Assim, a EA está baseada na conscientização da humanidade, buscando uma forma de vida mais harmônica, promovendo então um equilíbrio entre sociedade e natureza. É nosso objetivo proporcionar aos educandos e à sociedade, meios para que compreendam a importância do seu papel e de suas responsabilidades no meio em que vive, para que possa ter uma melhor qualidade de vida (DIAS, 1994).
De acordo com REIGOTA (1995), Freire (1986) e TALAMONI (2003), a Educação Ambiental é um processo coletivo, que busca principalmente o diálogo como forma de se chegar a um objetivo desejado, com alternativas sócio-ambientais que favoreçam a grande maioria e que integre o ser humano no seu meio.
Para tanto, é necessário o desenvolvimento de um trabalho que leve os indivíduos a refletirem sobre suas ações e atitudes, analisando o seu espaço enquanto lugar de vivência. Através dos mapas mentais, será representada a percepção que cada um tem em relação ao meio onde está inserido.
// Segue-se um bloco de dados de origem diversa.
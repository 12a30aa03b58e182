//! In-memory switch used by `mvirt-lb simulate` and the tests.
//!
//! Holds a flow table with replace-on-same-slot semantics and records
//! packet-outs. Packets that match no rule go to the controller.

use std::sync::Mutex;
use tracing::{debug, trace};

use crate::channel::{self, SwitchCommand, SwitchConnection};
use crate::flow::{FlowRule, PacketOut};
use crate::packet::DecodedPacket;

/// Ordered set of flow rules.
#[derive(Debug, Default, Clone)]
pub struct FlowTable {
    rules: Vec<FlowRule>,
}

impl FlowTable {
    pub fn new() -> Self {
        Self::default()
    }

    /// Install a rule. A rule with the same match and priority is replaced.
    ///
    /// Returns true if a rule was replaced.
    pub fn install(&mut self, rule: FlowRule) -> bool {
        if let Some(existing) = self.rules.iter_mut().find(|r| r.same_slot(&rule)) {
            *existing = rule;
            return true;
        }
        self.rules.push(rule);
        false
    }

    /// Highest-priority rule matching the packet. Earlier rules win ties.
    pub fn lookup(&self, in_port: u16, packet: &DecodedPacket) -> Option<&FlowRule> {
        self.rules
            .iter()
            .filter(|r| r.matches.matches(in_port, packet))
            .fold(None, |best: Option<&FlowRule>, r| match best {
                Some(b) if b.priority >= r.priority => Some(b),
                _ => Some(r),
            })
    }

    pub fn rules(&self) -> &[FlowRule] {
        &self.rules
    }

    pub fn len(&self) -> usize {
        self.rules.len()
    }

    pub fn is_empty(&self) -> bool {
        self.rules.is_empty()
    }
}

/// What the switch did with a packet.
#[derive(Debug, Clone, Copy, PartialEq, Eq)]
pub enum Verdict {
    /// Matched a rule; rewritten and sent out `out_port`.
    Forwarded { out_port: u16, packet: DecodedPacket },
    /// No rule matched; delivered as a packet-in.
    ToController,
}

pub struct SimSwitch {
    dpid: u64,
    table: Mutex<FlowTable>,
    packet_outs: Mutex<Vec<PacketOut>>,
}

impl SimSwitch {
    pub fn new(dpid: u64) -> Self {
        Self {
            dpid,
            table: Mutex::new(FlowTable::new()),
            packet_outs: Mutex::new(Vec::new()),
        }
    }

    /// Run a packet arriving on `in_port` through the flow table.
    pub fn receive(&self, in_port: u16, packet: &DecodedPacket) -> Verdict {
        let table = self.table.lock().unwrap();
        match table.lookup(in_port, packet) {
            Some(rule) => {
                let mut packet = *packet;
                rule.rewrite(&mut packet);
                trace!(dpid = self.dpid, in_port, rule = %rule, "Flow table hit");
                Verdict::Forwarded {
                    out_port: rule.out_port,
                    packet,
                }
            }
            None => Verdict::ToController,
        }
    }

    /// Apply a command received over a control channel.
    pub fn apply(&self, command: SwitchCommand) {
        match command {
            SwitchCommand::InstallRule(rule) => self.install(rule),
            SwitchCommand::PacketOut(packet) => self.emit(packet),
        }
    }

    pub fn flows(&self) -> Vec<FlowRule> {
        self.table.lock().unwrap().rules().to_vec()
    }

    pub fn flow_count(&self) -> usize {
        self.table.lock().unwrap().len()
    }

    /// Packets emitted so far, in order.
    pub fn packet_outs(&self) -> Vec<PacketOut> {
        self.packet_outs.lock().unwrap().clone()
    }

    fn install(&self, rule: FlowRule) {
        debug!(dpid = self.dpid, rule = %rule, "Installing flow");
        let replaced = self.table.lock().unwrap().install(rule);
        if replaced {
            trace!(dpid = self.dpid, "Replaced existing flow");
        }
    }

    fn emit(&self, packet: PacketOut) {
        trace!(dpid = self.dpid, out_port = packet.out_port, "Packet-out");
        self.packet_outs.lock().unwrap().push(packet);
    }
}

impl SwitchConnection for SimSwitch {
    fn dpid(&self) -> u64 {
        self.dpid
    }

    fn install_rule(&self, rule: FlowRule) -> channel::Result<()> {
        self.install(rule);
        Ok(())
    }

    fn send_packet(&self, packet: PacketOut) -> channel::Result<()> {
        self.emit(packet);
        Ok(())
    }
}
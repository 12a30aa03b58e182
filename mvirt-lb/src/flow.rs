//! Flow rules and packet-out instructions sent to the switch.

use smoltcp::wire::{EthernetAddress, EthernetProtocol};
use std::fmt;
use std::net::Ipv4Addr;

use crate::packet::{DecodedPacket, NetworkHeader, format_mac};

/// Default priority for installed rules.
pub const DEFAULT_PRIORITY: u16 = 100;

/// Match predicate of a flow rule. `None` fields are wildcards.
#[derive(Debug, Clone, Copy, PartialEq, Eq)]
pub struct FlowMatch {
    pub eth_type: EthernetProtocol,
    pub in_port: u16,
    pub eth_src: Option<EthernetAddress>,
    pub ip_src: Option<Ipv4Addr>,
    pub ip_dst: Option<Ipv4Addr>,
}

impl FlowMatch {
    /// IPv4 traffic arriving on `in_port`.
    pub fn ipv4(in_port: u16) -> Self {
        Self {
            eth_type: EthernetProtocol::Ipv4,
            in_port,
            eth_src: None,
            ip_src: None,
            ip_dst: None,
        }
    }

    pub fn with_eth_src(mut self, mac: EthernetAddress) -> Self {
        self.eth_src = Some(mac);
        self
    }

    pub fn with_src(mut self, ip: Ipv4Addr) -> Self {
        self.ip_src = Some(ip);
        self
    }

    pub fn with_dst(mut self, ip: Ipv4Addr) -> Self {
        self.ip_dst = Some(ip);
        self
    }

    /// Whether a packet arriving on `in_port` matches.
    pub fn matches(&self, in_port: u16, packet: &DecodedPacket) -> bool {
        if self.in_port != in_port || self.eth_type != packet.eth.ethertype {
            return false;
        }
        if self.eth_src.is_some_and(|mac| mac != packet.eth.src) {
            return false;
        }
        if self.ip_src.is_none() && self.ip_dst.is_none() {
            return true;
        }
        match packet.ipv4() {
            Some(ip) => {
                self.ip_src.is_none_or(|src| src == ip.src)
                    && self.ip_dst.is_none_or(|dst| dst == ip.dst)
            }
            None => false,
        }
    }
}

/// Header rewrite applied before output.
#[derive(Debug, Clone, Copy, PartialEq, Eq)]
pub enum RewriteAction {
    SetIpSrc(Ipv4Addr),
    SetIpDst(Ipv4Addr),
    SetEthSrc(EthernetAddress),
    SetEthDst(EthernetAddress),
}

impl RewriteAction {
    /// Apply the rewrite to decoded headers. IP rewrites are no-ops on
    /// non-IPv4 packets.
    pub fn apply(&self, packet: &mut DecodedPacket) {
        match (*self, &mut packet.network) {
            (RewriteAction::SetEthSrc(mac), _) => packet.eth.src = mac,
            (RewriteAction::SetEthDst(mac), _) => packet.eth.dst = mac,
            (RewriteAction::SetIpSrc(ip), NetworkHeader::Ipv4(hdr)) => hdr.src = ip,
            (RewriteAction::SetIpDst(ip), NetworkHeader::Ipv4(hdr)) => hdr.dst = ip,
            _ => {}
        }
    }
}

impl fmt::Display for RewriteAction {
    fn fmt(&self, f: &mut fmt::Formatter<'_>) -> fmt::Result {
        match self {
            RewriteAction::SetIpSrc(ip) => write!(f, "set_nw_src:{ip}"),
            RewriteAction::SetIpDst(ip) => write!(f, "set_nw_dst:{ip}"),
            RewriteAction::SetEthSrc(mac) => write!(f, "set_dl_src:{}", format_mac(mac)),
            RewriteAction::SetEthDst(mac) => write!(f, "set_dl_dst:{}", format_mac(mac)),
        }
    }
}

/// Translation direction of a rule.
#[derive(Debug, Clone, Copy, PartialEq, Eq)]
pub enum RuleDirection {
    /// Client → backend: virtual destination rewritten to the backend.
    Forward,
    /// Backend → client: backend source rewritten to the virtual identity.
    Reverse,
}

impl RuleDirection {
    pub fn as_str(&self) -> &'static str {
        match self {
            RuleDirection::Forward => "forward",
            RuleDirection::Reverse => "reverse",
        }
    }
}

/// A match + rewrite + output program for the switch.
#[derive(Debug, Clone, PartialEq, Eq)]
pub struct FlowRule {
    pub direction: RuleDirection,
    pub priority: u16,
    pub matches: FlowMatch,
    /// Rewrites, applied in order before output.
    pub actions: Vec<RewriteAction>,
    pub out_port: u16,
}

impl FlowRule {
    /// Whether `other` occupies the same flow table slot (same match and priority).
    pub fn same_slot(&self, other: &FlowRule) -> bool {
        self.priority == other.priority && self.matches == other.matches
    }

    /// Apply this rule's rewrites to `packet`.
    pub fn rewrite(&self, packet: &mut DecodedPacket) {
        for action in &self.actions {
            action.apply(packet);
        }
    }
}

impl fmt::Display for FlowRule {
    fn fmt(&self, f: &mut fmt::Formatter<'_>) -> fmt::Result {
        write!(
            f,
            "[{}] prio={} in_port={}",
            self.direction.as_str(),
            self.priority,
            self.matches.in_port
        )?;
        if let Some(mac) = self.matches.eth_src {
            write!(f, " dl_src={}", format_mac(&mac))?;
        }
        if let Some(src) = self.matches.ip_src {
            write!(f, " nw_src={src}")?;
        }
        if let Some(dst) = self.matches.ip_dst {
            write!(f, " nw_dst={dst}")?;
        }
        write!(f, " actions=")?;
        for action in &self.actions {
            write!(f, "{action},")?;
        }
        write!(f, "output:{}", self.out_port)
    }
}

/// One-shot packet emission.
#[derive(Debug, Clone, PartialEq, Eq)]
pub struct PacketOut {
    /// Frame bytes. Ignored by the switch when `buffer_id` is set.
    pub data: Vec<u8>,
    /// Switch buffer holding the original frame.
    pub buffer_id: Option<u32>,
    /// Rewrites applied before output.
    pub actions: Vec<RewriteAction>,
    pub out_port: u16,
}

impl PacketOut {
    /// Emit a frame built by the controller as-is.
    pub fn frame(data: Vec<u8>, out_port: u16) -> Self {
        Self {
            data,
            buffer_id: None,
            actions: Vec::new(),
            out_port,
        }
    }
}
//! Packet-in classification and dispatch.
//!
//! ```text
//! PacketIn --classify--> ArpForVirtual --> ArpResponder   --> packet-out (ARP reply)
//!                        IpForVirtual  --> FlowProgrammer --> 2x install rule + packet-out
//!                        ArpForClient  --> ArpResponder   --> packet-out (opt-in)
//!                        Ignored
//! ```

use smoltcp::wire::{ArpOperation, EthernetProtocol};
use std::net::Ipv4Addr;
use std::sync::Arc;
use tracing::{debug, info};

use crate::arp::ArpResponder;
use crate::backend::{Backend, BackendPool};
use crate::channel::{self, SwitchConnection, SwitchEventHandler};
use crate::config::{self, LbConfig, ServiceConfig};
use crate::mac_table::MacPortTable;
use crate::packet::{ArpHeader, DecodedPacket, Ipv4Header, NetworkHeader, PacketIn};
use crate::programmer::FlowProgrammer;
use crate::session::SessionTable;

/// Classification of a packet-in.
#[derive(Debug, Clone, Copy, PartialEq, Eq)]
pub enum Classification {
    /// ARP request for the virtual address.
    ArpForVirtual(ArpHeader),
    /// IPv4 packet addressed to the virtual address.
    IpForVirtual(Ipv4Header),
    /// ARP request for a client that has a session.
    ArpForClient(ArpHeader),
    Ignored,
}

/// Stateless packet classifier.
#[derive(Debug, Clone, Copy)]
pub struct PacketClassifier {
    virtual_ip: Ipv4Addr,
    answer_backend_arp: bool,
}

impl PacketClassifier {
    pub fn new(virtual_ip: Ipv4Addr, answer_backend_arp: bool) -> Self {
        Self {
            virtual_ip,
            answer_backend_arp,
        }
    }

    pub fn classify(&self, packet: &DecodedPacket, sessions: &SessionTable) -> Classification {
        match packet.network {
            NetworkHeader::Arp(arp) if arp.operation == ArpOperation::Request => {
                if arp.target_ip == self.virtual_ip {
                    Classification::ArpForVirtual(arp)
                } else if self.answer_backend_arp
                    && sessions.find_by_client_ip(arp.target_ip).is_some()
                {
                    Classification::ArpForClient(arp)
                } else {
                    Classification::Ignored
                }
            }
            NetworkHeader::Ipv4(ip)
                if packet.eth.ethertype == EthernetProtocol::Ipv4 && ip.dst == self.virtual_ip =>
            {
                Classification::IpForVirtual(ip)
            }
            _ => Classification::Ignored,
        }
    }
}

/// What a packet-in resulted in.
#[derive(Debug, Clone, Copy, PartialEq, Eq)]
pub enum Outcome {
    ArpReplied { backend: Backend, new_session: bool },
    FlowsInstalled { backend: Backend, new_session: bool },
    ClientArpReplied { client_ip: Ipv4Addr },
    Ignored,
}

/// The load balancer: shared state plus the components operating on it.
///
/// One instance may serve several switches; each shared table has its own
/// lock.
pub struct LoadBalancer {
    pool: Arc<BackendPool>,
    sessions: Arc<SessionTable>,
    macs: Arc<MacPortTable>,
    classifier: PacketClassifier,
    arp: ArpResponder,
    programmer: FlowProgrammer,
}

impl LoadBalancer {
    pub fn new(config: &ServiceConfig) -> config::Result<Self> {
        let pool = Arc::new(BackendPool::new(config.backends.clone())?);
        let sessions = Arc::new(SessionTable::new(config.session_key, Arc::clone(&pool)));
        let macs = Arc::new(MacPortTable::new());

        let arp = ArpResponder::new(
            config.virtual_ip,
            config.virtual_mac,
            config.arp_reply,
            Arc::clone(&sessions),
        );
        let programmer = FlowProgrammer::new(
            config.virtual_ip,
            config.virtual_mac,
            config.arp_reply,
            config.flow_priority,
            Arc::clone(&sessions),
            Arc::clone(&macs),
        );

        info!(
            virtual_ip = %config.virtual_ip,
            backends = pool.len(),
            session_key = ?config.session_key,
            arp_reply = ?config.arp_reply,
            "Load balancer initialized"
        );

        Ok(Self {
            pool,
            sessions,
            macs,
            classifier: PacketClassifier::new(config.virtual_ip, config.answer_backend_arp),
            arp,
            programmer,
        })
    }

    /// Validate `config` and build the load balancer.
    pub fn from_config(config: &LbConfig) -> config::Result<Self> {
        Self::new(&config.validate()?)
    }

    pub fn pool(&self) -> &BackendPool {
        &self.pool
    }

    pub fn sessions(&self) -> &SessionTable {
        &self.sessions
    }

    pub fn mac_table(&self) -> &MacPortTable {
        &self.macs
    }

    pub fn classify(&self, packet: &DecodedPacket) -> Classification {
        self.classifier.classify(packet, &self.sessions)
    }

    /// Install the rules of every known session on `conn`.
    ///
    /// Sessions whose client port has not been learned are skipped.
    /// Returns the number of sessions installed.
    pub fn resync(&self, conn: &dyn SwitchConnection) -> channel::Result<usize> {
        let mut installed = 0;
        for session in self.sessions.snapshot() {
            let Some(rules) = self.programmer.program_session(&session, None) else {
                debug!(client = %session.client_ip, "Client port unknown, not resyncing session");
                continue;
            };
            for rule in rules {
                conn.install_rule(rule)?;
            }
            installed += 1;
        }
        Ok(installed)
    }
}

impl SwitchEventHandler for LoadBalancer {
    fn on_connection_up(&self, conn: &dyn SwitchConnection) -> channel::Result<()> {
        info!(dpid = conn.dpid(), "Switch connected");
        let installed = self.resync(conn)?;
        if installed > 0 {
            info!(dpid = conn.dpid(), sessions = installed, "Resynced sessions");
        }
        Ok(())
    }

    fn on_packet_in(
        &self,
        conn: &dyn SwitchConnection,
        event: &PacketIn,
    ) -> channel::Result<Outcome> {
        let packet = &event.packet;
        let class = self.classify(packet);

        debug!(
            dpid = conn.dpid(),
            in_port = event.in_port,
            src_mac = %packet.eth.src,
            ?class,
            "Packet-in"
        );

        if class == Classification::Ignored {
            return Ok(Outcome::Ignored);
        }
        self.macs.learn(packet.eth.src, event.in_port);

        match class {
            Classification::ArpForVirtual(arp) => {
                let answer = self.arp.handle(&arp, event.in_port);
                conn.send_packet(answer.reply)?;
                Ok(Outcome::ArpReplied {
                    backend: answer.assignment.backend(),
                    new_session: answer.assignment.created,
                })
            }
            Classification::IpForVirtual(ip) => {
                let flow = self.programmer.handle(&packet.eth, &ip, event);
                conn.install_rule(flow.forward_rule)?;
                conn.install_rule(flow.reverse_rule)?;
                conn.send_packet(flow.packet_out)?;
                Ok(Outcome::FlowsInstalled {
                    backend: flow.assignment.backend(),
                    new_session: flow.assignment.created,
                })
            }
            Classification::ArpForClient(arp) => {
                match self.arp.handle_for_client(&arp, event.in_port) {
                    Some((reply, session)) => {
                        conn.send_packet(reply)?;
                        Ok(Outcome::ClientArpReplied {
                            client_ip: session.client_ip,
                        })
                    }
                    None => Ok(Outcome::Ignored),
                }
            }
            Classification::Ignored => Ok(Outcome::Ignored),
        }
    }
}
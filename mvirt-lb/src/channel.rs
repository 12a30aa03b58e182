//! Control channel between the load balancer and switches.
//!
//! Transports deliver [`SwitchEvent`]s into a single control loop, which
//! hands them to a [`SwitchEventHandler`] one at a time. Instructions flow
//! back as [`SwitchCommand`]s over an unbounded channel per switch; sends
//! never wait for the switch.
//!
//! ```text
//! transport --SwitchEvent--> run_control_loop --> SwitchEventHandler
//!     ^                                                  |
//!     +-------------- SwitchCommand (per dpid) ----------+
//! ```

use std::collections::HashMap;
use std::sync::Arc;
use thiserror::Error;
use tokio::sync::mpsc;
use tracing::{debug, info, warn};

use crate::dispatcher::Outcome;
use crate::flow::{FlowRule, PacketOut};
use crate::packet::PacketIn;

/// Depth of the event queue feeding the control loop.
pub const EVENT_QUEUE_DEPTH: usize = 1024;

/// Control channel errors.
#[derive(Debug, Error)]
pub enum ChannelError {
    #[error("Connection to switch {0:#x} closed")]
    Closed(u64),
}

pub type Result<T> = std::result::Result<T, ChannelError>;

/// Instruction sink for one connected switch.
pub trait SwitchConnection: Send + Sync {
    /// Datapath id of the switch.
    fn dpid(&self) -> u64;

    /// Install (or replace) a flow rule.
    fn install_rule(&self, rule: FlowRule) -> Result<()>;

    /// Emit a packet once.
    fn send_packet(&self, packet: PacketOut) -> Result<()>;
}

/// Receiver of switch events.
pub trait SwitchEventHandler: Send + Sync {
    fn on_connection_up(&self, conn: &dyn SwitchConnection) -> Result<()>;

    fn on_packet_in(&self, conn: &dyn SwitchConnection, event: &PacketIn) -> Result<Outcome>;
}

/// Instruction sent to a switch transport.
#[derive(Debug, Clone, PartialEq, Eq)]
pub enum SwitchCommand {
    InstallRule(FlowRule),
    PacketOut(PacketOut),
}

/// [`SwitchConnection`] backed by a tokio channel to the transport.
#[derive(Debug, Clone)]
pub struct ChannelConnection {
    dpid: u64,
    tx: mpsc::UnboundedSender<SwitchCommand>,
}

impl ChannelConnection {
    pub fn new(dpid: u64, tx: mpsc::UnboundedSender<SwitchCommand>) -> Self {
        Self { dpid, tx }
    }

    /// Create a connection and the receiver the transport drains.
    pub fn channel(dpid: u64) -> (Self, mpsc::UnboundedReceiver<SwitchCommand>) {
        let (tx, rx) = mpsc::unbounded_channel();
        (Self::new(dpid, tx), rx)
    }

    fn send(&self, command: SwitchCommand) -> Result<()> {
        self.tx
            .send(command)
            .map_err(|_| ChannelError::Closed(self.dpid))
    }
}

impl SwitchConnection for ChannelConnection {
    fn dpid(&self) -> u64 {
        self.dpid
    }

    fn install_rule(&self, rule: FlowRule) -> Result<()> {
        self.send(SwitchCommand::InstallRule(rule))
    }

    fn send_packet(&self, packet: PacketOut) -> Result<()> {
        self.send(SwitchCommand::PacketOut(packet))
    }
}

/// Event delivered by a switch transport.
#[derive(Debug)]
pub enum SwitchEvent {
    ConnectionUp {
        dpid: u64,
        commands: mpsc::UnboundedSender<SwitchCommand>,
    },
    ConnectionDown {
        dpid: u64,
    },
    PacketIn {
        dpid: u64,
        packet: PacketIn,
    },
}

/// Create the event queue for [`run_control_loop`].
pub fn event_channel() -> (mpsc::Sender<SwitchEvent>, mpsc::Receiver<SwitchEvent>) {
    mpsc::channel(EVENT_QUEUE_DEPTH)
}

/// Counters reported when the control loop exits.
#[derive(Debug, Default, Clone, Copy, PartialEq, Eq)]
pub struct LoopStats {
    pub connections: u64,
    pub packet_ins: u64,
    pub ignored: u64,
    pub errors: u64,
}

/// Process switch events one at a time until all event senders are dropped.
///
/// A connection whose command channel is closed is forgotten; later
/// packet-ins for it count as errors until it reconnects.
pub async fn run_control_loop<H>(handler: Arc<H>, mut events: mpsc::Receiver<SwitchEvent>) -> LoopStats
where
    H: SwitchEventHandler + ?Sized,
{
    let mut connections: HashMap<u64, ChannelConnection> = HashMap::new();
    let mut stats = LoopStats::default();

    info!("Control loop started");

    while let Some(event) = events.recv().await {
        match event {
            SwitchEvent::ConnectionUp { dpid, commands } => {
                stats.connections += 1;
                let conn = ChannelConnection::new(dpid, commands);
                if let Err(e) = handler.on_connection_up(&conn) {
                    warn!(dpid, error = %e, "Connection setup failed");
                    stats.errors += 1;
                    continue;
                }
                connections.insert(dpid, conn);
            }
            SwitchEvent::ConnectionDown { dpid } => {
                if connections.remove(&dpid).is_some() {
                    info!(dpid, "Switch disconnected");
                }
            }
            SwitchEvent::PacketIn { dpid, packet } => {
                stats.packet_ins += 1;
                let Some(conn) = connections.get(&dpid) else {
                    warn!(dpid, in_port = packet.in_port, "Packet-in from unknown switch");
                    stats.errors += 1;
                    continue;
                };

                match handler.on_packet_in(conn, &packet) {
                    Ok(Outcome::Ignored) => stats.ignored += 1,
                    Ok(outcome) => debug!(dpid, ?outcome, "Packet-in handled"),
                    Err(e) => {
                        warn!(dpid, error = %e, "Failed to deliver instructions to switch");
                        stats.errors += 1;
                        connections.remove(&dpid);
                    }
                }
            }
        }
    }

    info!(
        packet_ins = stats.packet_ins,
        ignored = stats.ignored,
        errors = stats.errors,
        "Control loop stopped"
    );
    stats
}

#[cfg(test)]
mod tests {
    use super::*;

    #[test]
    fn test_channel_connection_sends_commands() {
        let (conn, mut rx) = ChannelConnection::channel(0x1);
        let packet = PacketOut::frame(vec![1, 2, 3], 4);

        conn.send_packet(packet.clone()).unwrap();
        assert_eq!(rx.try_recv().unwrap(), SwitchCommand::PacketOut(packet));
        assert_eq!(conn.dpid(), 0x1);
    }

    #[test]
    fn test_channel_connection_closed() {
        let (conn, rx) = ChannelConnection::channel(0x2);
        drop(rx);

        let err = conn.send_packet(PacketOut::frame(vec![], 1)).unwrap_err();
        assert!(matches!(err, ChannelError::Closed(0x2)));
        assert_eq!(err.to_string(), "Connection to switch 0x2 closed");
    }
}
O aporte da percepção fenomenológica irá proporcionar subsídios para a compreensão da realidade vivida pelos indivíduos. Através dessa compreensão, devem ser buscadas soluções para amenizar a situação caótica, muitas vezes constrangedora, gerada pela precariedade das condições de vida, em especial pela falta de saneamento básico nos espaços onde os indivíduos são obrigados a lutarem pela própria sobrevivência. Assim dentro desse contexto, a maior preocupação é com relação à sobrevivência, pois, na maioria das vezes, a reciclagem que praticam, tem motivação apenas econômica e não ambiental. A necessidade (sobrevivência) fala mais alto que a própria razão (reciclagem).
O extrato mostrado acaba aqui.